Items from a dataset
•••
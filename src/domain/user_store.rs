//! In-memory user store.
//!
//! Records are kept in insertion order alongside an id → position index.
//! Every mutation updates both, so lookups stay O(1) and listing keeps the
//! order users were created in.
//!
//! Ids come from a monotonic counter. Deleting the user with the highest id
//! does not make that id available again.

use std::collections::HashMap;

use crate::domain::StoreError;
use crate::domain::entities::{NewUser, User};

/// Authoritative collection of users.
///
/// The store itself is not synchronized; callers share it behind a lock
/// (see [`crate::infrastructure::persistence::InMemoryUserRepository`]).
#[derive(Debug)]
pub struct UserStore {
    users: Vec<User>,
    index: HashMap<i64, usize>,
    next_id: i64,
}

impl Default for UserStore {
    fn default() -> Self {
        Self::new()
    }
}

impl UserStore {
    /// Creates an empty store. The first user gets id 1.
    pub fn new() -> Self {
        Self {
            users: Vec::new(),
            index: HashMap::new(),
            next_id: 1,
        }
    }

    /// Creates a store holding the two demo users (ids 1 and 2).
    pub fn seeded() -> Self {
        let mut store = Self::new();
        for (name, email) in [
            ("John Doe", "john.doe@example.com"),
            ("Jane Smith", "jane.smith@example.com"),
        ] {
            store
                .insert(NewUser::new(name, email))
                .expect("seed users are valid");
        }
        store
    }

    pub fn len(&self) -> usize {
        self.users.len()
    }

    pub fn is_empty(&self) -> bool {
        self.users.is_empty()
    }

    /// Returns a snapshot of all users in insertion order.
    pub fn list(&self) -> Vec<User> {
        self.users.clone()
    }

    /// # Errors
    ///
    /// Returns [`StoreError::NotFound`] if no user has this id.
    pub fn get(&self, id: i64) -> Result<User, StoreError> {
        self.index
            .get(&id)
            .map(|&pos| self.users[pos].clone())
            .ok_or(StoreError::NotFound(id))
    }

    /// Validates the candidate, assigns it the next id and appends it.
    ///
    /// # Errors
    ///
    /// Returns [`StoreError::Validation`] if the name is blank or the email
    /// is malformed. The store is left untouched.
    pub fn insert(&mut self, candidate: NewUser) -> Result<User, StoreError> {
        candidate.validate()?;

        let id = self.next_id;
        self.next_id += 1;

        let user = candidate.into_user(id);
        self.index.insert(id, self.users.len());
        self.users.push(user.clone());

        Ok(user)
    }

    /// Replaces name and email of an existing user. The id is kept.
    ///
    /// # Errors
    ///
    /// Returns [`StoreError::NotFound`] if the id is unknown (checked first),
    /// otherwise [`StoreError::Validation`] for an invalid candidate.
    pub fn update(&mut self, id: i64, candidate: NewUser) -> Result<User, StoreError> {
        let pos = *self.index.get(&id).ok_or(StoreError::NotFound(id))?;
        candidate.validate()?;

        let user = &mut self.users[pos];
        user.name = candidate.name;
        user.email = candidate.email;

        Ok(user.clone())
    }

    /// Removes a user from both the sequence and the index.
    ///
    /// # Errors
    ///
    /// Returns [`StoreError::NotFound`] if no user has this id.
    pub fn remove(&mut self, id: i64) -> Result<User, StoreError> {
        let pos = self.index.remove(&id).ok_or(StoreError::NotFound(id))?;
        let removed = self.users.remove(pos);

        // positions after the removed slot shifted left by one
        for user in &self.users[pos..] {
            if let Some(slot) = self.index.get_mut(&user.id) {
                *slot -= 1;
            }
        }

        Ok(removed)
    }

    #[cfg(test)]
    fn assert_consistent(&self) {
        assert_eq!(self.users.len(), self.index.len());
        for (pos, user) in self.users.iter().enumerate() {
            assert_eq!(self.index.get(&user.id), Some(&pos));
        }
    }
}

#[cfg(test)]
mod tests {
    use super::*;

    fn ada() -> NewUser {
        NewUser::new("Ada", "ada@x.io")
    }

    #[test]
    fn test_empty_store_starts_at_one() {
        let mut store = UserStore::new();
        assert!(store.is_empty());

        let user = store.insert(ada()).unwrap();
        assert_eq!(user.id, 1);
        store.assert_consistent();
    }

    #[test]
    fn test_seeded_store() {
        let store = UserStore::seeded();
        let users = store.list();

        assert_eq!(users.len(), 2);
        assert_eq!(users[0].id, 1);
        assert_eq!(users[0].name, "John Doe");
        assert_eq!(users[1].id, 2);
        assert_eq!(users[1].email, "jane.smith@example.com");
        store.assert_consistent();
    }

    #[test]
    fn test_ids_strictly_increase() {
        let mut store = UserStore::seeded();
        let mut last = 2;
        for _ in 0..10 {
            let user = store.insert(ada()).unwrap();
            assert!(user.id > last);
            last = user.id;
        }
        store.assert_consistent();
    }

    #[test]
    fn test_highest_id_not_reused_after_delete() {
        let mut store = UserStore::seeded();
        let created = store.insert(ada()).unwrap();
        assert_eq!(created.id, 3);

        store.remove(3).unwrap();
        let again = store.insert(ada()).unwrap();

        assert_eq!(again.id, 4);
        store.assert_consistent();
    }

    #[test]
    fn test_get_round_trip() {
        let mut store = UserStore::new();
        let created = store.insert(ada()).unwrap();

        let fetched = store.get(created.id).unwrap();
        assert_eq!(fetched, created);
        assert_eq!(store.get(created.id).unwrap(), fetched);
    }

    #[test]
    fn test_get_missing() {
        let store = UserStore::seeded();
        assert!(matches!(store.get(99), Err(StoreError::NotFound(99))));
    }

    #[test]
    fn test_invalid_insert_does_not_mutate() {
        let mut store = UserStore::seeded();

        assert!(store.insert(NewUser::new(" ", "ada@x.io")).is_err());
        assert!(store.insert(NewUser::new("Ada", "not-an-email")).is_err());

        assert_eq!(store.len(), 2);
        // a rejected candidate must not burn an id
        assert_eq!(store.insert(ada()).unwrap().id, 3);
        store.assert_consistent();
    }

    #[test]
    fn test_update_in_place() {
        let mut store = UserStore::seeded();

        let updated = store
            .update(1, NewUser::new("John Q. Doe", "jqd@example.com"))
            .unwrap();

        assert_eq!(updated.id, 1);
        assert_eq!(updated.name, "John Q. Doe");
        assert_eq!(store.list()[0], updated);
        store.assert_consistent();
    }

    #[test]
    fn test_update_missing_checked_before_validation() {
        let mut store = UserStore::seeded();

        let result = store.update(42, NewUser::new("", "bad"));
        assert!(matches!(result, Err(StoreError::NotFound(42))));
    }

    #[test]
    fn test_update_invalid_leaves_record() {
        let mut store = UserStore::seeded();

        let result = store.update(2, NewUser::new("Jane", "nope"));
        assert!(matches!(result, Err(StoreError::Validation { .. })));
        assert_eq!(store.get(2).unwrap().email, "jane.smith@example.com");
    }

    #[test]
    fn test_remove_keeps_index_consistent() {
        let mut store = UserStore::seeded();
        store.insert(ada()).unwrap();
        store.insert(NewUser::new("Grace", "grace@x.io")).unwrap();

        let removed = store.remove(2).unwrap();
        assert_eq!(removed.name, "Jane Smith");
        store.assert_consistent();

        let ids: Vec<i64> = store.list().iter().map(|u| u.id).collect();
        assert_eq!(ids, vec![1, 3, 4]);
        assert_eq!(store.get(4).unwrap().name, "Grace");
        assert!(matches!(store.get(2), Err(StoreError::NotFound(2))));
    }

    #[test]
    fn test_remove_missing() {
        let mut store = UserStore::seeded();
        assert!(matches!(store.remove(7), Err(StoreError::NotFound(7))));
        assert_eq!(store.len(), 2);
    }
}
//! Fallback for requests that match no route.

use serde_json::json;

use crate::error::AppError;

/// The generic not-found error shared by the fallback and the id extractor.
pub fn route_not_found() -> AppError {
    AppError::not_found("Route not found", json!({}))
}

/// Answers any unmatched method/path with 404.
pub async fn not_found_handler() -> AppError {
    route_not_found()
}
//! Application layer services.
//!
//! Services consume repository traits and translate domain outcomes into
//! [`crate::error::AppError`] for the HTTP handlers.
//!
//! # Available Services
//!
//! - [`services::user_service::UserService`] - User directory CRUD

pub mod services;
//! Outermost stage: turns unexpected failures into a generic 500.
//!
//! Two kinds of fault are caught:
//!
//! - a panic unwinding out of any later stage or handler
//! - any 5xx response, whatever produced it (axum's own serialization
//!   failures included). When the response carries an [`InternalFault`] tag
//!   (an [`crate::error::AppError::Internal`] returned by a handler), its
//!   message is added to the log record.
//!
//! Both are logged and replaced with:
//!
//! ```text
//! HTTP/1.1 500 Internal Server Error
//! content-type: application/json
//!
//! {"error":"Internal server error."}
//! ```
//!
//! Expected failures (400, 401, 404) pass through untouched.

use std::any::Any;
use std::panic::AssertUnwindSafe;

use async_trait::async_trait;
use axum::{
    Json,
    extract::Request,
    http::StatusCode,
    middleware::Next,
    response::{IntoResponse, Response},
};
use futures_util::FutureExt;
use serde_json::json;
use tracing::error;

use super::pipeline::Interceptor;
use crate::error::InternalFault;

/// Public message for every unexpected failure.
pub const INTERNAL_ERROR_MESSAGE: &str = "Internal server error.";

/// Catches faults from the rest of the pipeline.
#[derive(Debug, Clone, Default)]
pub struct ErrorTranslation;

impl ErrorTranslation {
    pub fn new() -> Self {
        Self
    }
}

/// The fixed body returned for any unexpected failure.
pub fn internal_error_response() -> Response {
    (
        StatusCode::INTERNAL_SERVER_ERROR,
        Json(json!({ "error": INTERNAL_ERROR_MESSAGE })),
    )
        .into_response()
}

fn panic_message(payload: &(dyn Any + Send)) -> &str {
    payload
        .downcast_ref::<&str>()
        .copied()
        .or_else(|| payload.downcast_ref::<String>().map(String::as_str))
        .unwrap_or("non-string panic payload")
}

#[async_trait]
impl Interceptor for ErrorTranslation {
    fn name(&self) -> &'static str {
        "error_translation"
    }

    async fn intercept(&self, request: Request, next: Next) -> Response {
        let method = request.method().clone();
        let path = request.uri().path().to_owned();

        match AssertUnwindSafe(next.run(request)).catch_unwind().await {
            Ok(response) if response.status().is_server_error() => {
                let fault = response
                    .extensions()
                    .get::<InternalFault>()
                    .map_or("untagged server error", |InternalFault(fault)| fault.as_str());
                error!(
                    %method,
                    %path,
                    status = response.status().as_u16(),
                    fault,
                    "Unhandled error while processing request"
                );
                internal_error_response()
            }
            Ok(response) => response,
            Err(payload) => {
                error!(
                    %method,
                    %path,
                    panic = panic_message(payload.as_ref()),
                    "Panic while processing request"
                );
                internal_error_response()
            }
        }
    }
}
•••
* [YOUR OBJECTIVE]: Out of the entries above, write out only the lines between the line holding "for (name, email)" and the line holding "pub fn update(&mut", inclusive, each exactly as given.

* [OUTPUT OF THE TASK]:
        for (name, email) in [
            ("John Doe", "john.doe@example.com"),
            ("Jane Smith", "jane.smith@example.com"),
        ] {
            store
                .insert(NewUser::new(name, email))
                .expect("seed users are valid");
        }
        store
    }

    pub fn len(&self) -> usize {
        self.users.len()
    }

    pub fn is_empty(&self) -> bool {
        self.users.is_empty()
    }

    /// Returns a snapshot of all users in insertion order.
    pub fn list(&self) -> Vec<User> {
        self.users.clone()
    }

    /// # Errors
    ///
    /// Returns [`StoreError::NotFound`] if no user has this id.
    pub fn get(&self, id: i64) -> Result<User, StoreError> {
        self.index
            .get(&id)
            .map(|&pos| self.users[pos].clone())
            .ok_or(StoreError::NotFound(id))
    }

    /// Validates the candidate, assigns it the next id and appends it.
    ///
    /// # Errors
    ///
    /// Returns [`StoreError::Validation`] if the name is blank or the email
    /// is malformed. The store is left untouched.
    pub fn insert(&mut self, candidate: NewUser) -> Result<User, StoreError> {
        candidate.validate()?;

        let id = self.next_id;
        self.next_id += 1;

        let user = candidate.into_user(id);
        self.index.insert(id, self.users.len());
        self.users.push(user.clone());

        Ok(user)
    }

    /// Replaces name and email of an existing user. The id is kept.
    ///
    /// # Errors
    ///
    /// Returns [`StoreError::NotFound`] if the id is unknown (checked first),
    /// otherwise [`StoreError::Validation`] for an invalid candidate.
    pub fn update(&mut self, id: i64, candidate: NewUser) -> Result<User, StoreError> {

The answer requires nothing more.